The purpose of this article is to introduce and explain the concepts behind 3D graphics and modelling, and not particularly to provide working code samples. If you read and understand everything within it you should be in a position to implement or use a 3D toolkit.
Dealing with a 3D world requires some mathematical knowledge, and there is little point attempting to read this article if you do not have it – instead, you should read up on it and understand it, and then return here. The two most important pieces of knowledge are an understanding of vector and matrix mathematics (specifically, dot and cross products, normalisation and matrix multiplication).
It may seem to be simple if you come from a computer graphics background, but even in two dimensions there are several choices of coordinate system. Firstly, there are two main types of system: a Cartesian system, where there are two linear axes at right angles to each other (usually called X and Y); and a polar system, where the axes are radius (r) and angle (θ).
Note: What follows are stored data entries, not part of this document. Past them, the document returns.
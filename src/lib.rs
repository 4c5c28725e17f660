pub mod classify;
pub mod cli;
pub mod config;
pub mod error;
pub mod loader;
pub mod scanner;
pub mod storage;
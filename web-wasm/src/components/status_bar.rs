//! モデル状態の表示

use clean_sea_vision_common::ModelStatus;
use leptos::prelude::*;

#[component]
pub fn StatusBar(status: ReadSignal<ModelStatus>) -> impl IntoView {
    let status_class = move || {
        status.with(|s| match s {
            ModelStatus::Loading => "status loading",
            ModelStatus::Ready { .. } => "status ready",
            ModelStatus::Failed(_) => "status error",
        })
    };

    view! {
        <p class=status_class>
            {move || status.with(|s| s.message())}
        </p>
    }
}
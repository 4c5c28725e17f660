//! スコアベクトルから最良クラスを選ぶ

/// 最大スコアのインデックスとスコア
///
/// 同点の場合は最初に現れたものを採用する。NaNは無視する。
/// 空またはすべてNaNなら `None`。
///
/// # Examples
/// ```
/// use clean_sea_vision_common::select_best;
///
/// assert_eq!(select_best(&[0.2, 0.9, 0.9, 0.1]), Some((1, 0.9)));
/// assert_eq!(select_best(&[]), None);
/// ```
pub fn select_best(scores: &[f32]) -> Option<(usize, f32)> {
    let mut best: Option<(usize, f32)> = None;

    for (i, &score) in scores.iter().enumerate() {
        if score.is_nan() {
            continue;
        }
        match best {
            Some((_, top)) if score <= top => {}
            _ => best = Some((i, score)),
        }
    }

    best
}
//! ファイルベースのキー・バリューストア
//!
//! キーごとに `<dir>/<key>.json` を1ファイルとして保存する。

use clean_sea_vision_common::{KeyValueStore, StorageError};
use std::path::{Path, PathBuf};

#[derive(Debug, Clone)]
pub struct FileStore {
    dir: PathBuf,
}

impl FileStore {
    pub fn new(dir: impl Into<PathBuf>) -> Self {
        Self { dir: dir.into() }
    }

    pub fn dir(&self) -> &Path {
        &self.dir
    }

    pub fn path_for(&self, key: &str) -> PathBuf {
        self.dir.join(format!("{}.json", key))
    }
}

impl KeyValueStore for FileStore {
    fn get(&self, key: &str) -> Result<Option<String>, StorageError> {
        let path = self.path_for(key);
        if !path.exists() {
            return Ok(None);
        }
        std::fs::read_to_string(&path)
            .map(Some)
            .map_err(|e| StorageError::Read(format!("{}: {}", path.display(), e)))
    }

    fn set(&self, key: &str, value: &str) -> Result<(), StorageError> {
        std::fs::create_dir_all(&self.dir)
            .map_err(|e| StorageError::Write(format!("{}: {}", self.dir.display(), e)))?;

        let path = self.path_for(key);
        std::fs::write(&path, value)
            .map_err(|e| StorageError::Write(format!("{}: {}", path.display(), e)))
    }

    fn remove(&self, key: &str) -> Result<(), StorageError> {
        let path = self.path_for(key);
        if !path.exists() {
            return Ok(());
        }
        std::fs::remove_file(&path)
            .map_err(|e| StorageError::Write(format!("{}: {}", path.display(), e)))
    }
}
use crate::error::{Result, VisionError};
use std::path::{Path, PathBuf};
use walkdir::WalkDir;

const IMAGE_EXTENSIONS: &[&str] = &["jpg", "jpeg", "png", "webp", "bmp", "gif"];

pub fn is_image_file(path: &Path) -> bool {
    path.extension()
        .map(|ext| {
            let ext = ext.to_string_lossy().to_lowercase();
            IMAGE_EXTENSIONS.contains(&ext.as_str())
        })
        .unwrap_or(false)
}

/// フォルダ直下の画像を列挙（ファイル名順）
pub fn scan_folder(folder: &Path) -> Result<Vec<PathBuf>> {
    if !folder.exists() {
        return Err(VisionError::FolderNotFound(folder.display().to_string()));
    }

    let mut images: Vec<PathBuf> = WalkDir::new(folder)
        .max_depth(1)
        .into_iter()
        .filter_map(|e| e.ok())
        .map(|e| e.into_path())
        .filter(|p| p.is_file() && is_image_file(p))
        .collect();

    images.sort_by(|a, b| a.file_name().cmp(&b.file_name()));

    Ok(images)
}

/// 引数のパスを画像ファイルのリストに展開
///
/// ファイルはそのまま、フォルダは直下の画像に展開する。
pub fn collect_images(paths: &[PathBuf]) -> Result<Vec<PathBuf>> {
    let mut images = Vec::new();

    for path in paths {
        if path.is_dir() {
            images.extend(scan_folder(path)?);
        } else if path.is_file() {
            images.push(path.clone());
        } else {
            return Err(VisionError::FileNotFound(path.display().to_string()));
        }
    }

    Ok(images)
}

#[cfg(test)]
mod tests {
    use super::*;

    #[test]
    fn test_is_image_file() {
        assert!(is_image_file(Path::new("a.jpg")));
        assert!(is_image_file(Path::new("a.JPG")));
        assert!(is_image_file(Path::new("a.webp")));
        assert!(!is_image_file(Path::new("a.txt")));
        assert!(!is_image_file(Path::new("labels")));
    }

    #[test]
    fn test_scan_folder_not_found() {
        let result = scan_folder(Path::new("/nonexistent/folder"));
        assert!(matches!(result, Err(VisionError::FolderNotFound(_))));
    }
}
The two main types of coordinate system in 2D: (i) Cartesian, and (ii) polar. The blue point is at the same location relative to the origin but indexed differently.
The Cartesian system has several advantages for use in computer graphics (not least that the pixels on the physical device are arranged in a Cartesian fashion, and also that the coordinate system is uniform through all space). Except for a very few specialised situations, you will have seen Cartesian systems, and it is by far the most common.
However, even within a system there are several choices. If you are coming from a computer graphics background, you will have notice that I have drawn what you may consider to be an 'upside down' Cartesian system – a mathematician would perhaps not even have noticed the Y axis being the 'right' way. There is also a choice of which axis is the primary axis (i.e. indexed first) – but for all standard situations there is only one choice there (X primary, i.e. indexers are [X,Y]). The choice of the right-handed X right, Y up that I have drawn, and the X right, Y down used by others, is arbitrary and you can choose either one.
I discuss 2D coordinate systems to demonstrate the choices that must be made whatever your dimensionality, and those that are often made for you without you knowing. In 3D there are similar choices to be made, but now there are three common types of coordinate system as opposed to just two:
The three main types of coordinate system in 3D: (i) Cartesian X,Y,Z, (ii) cylindrical polar r,θ,Z, and (iii) spherical polar R,φ,θ. Again, the blue point is at the same location relative to the origin but indexed differently.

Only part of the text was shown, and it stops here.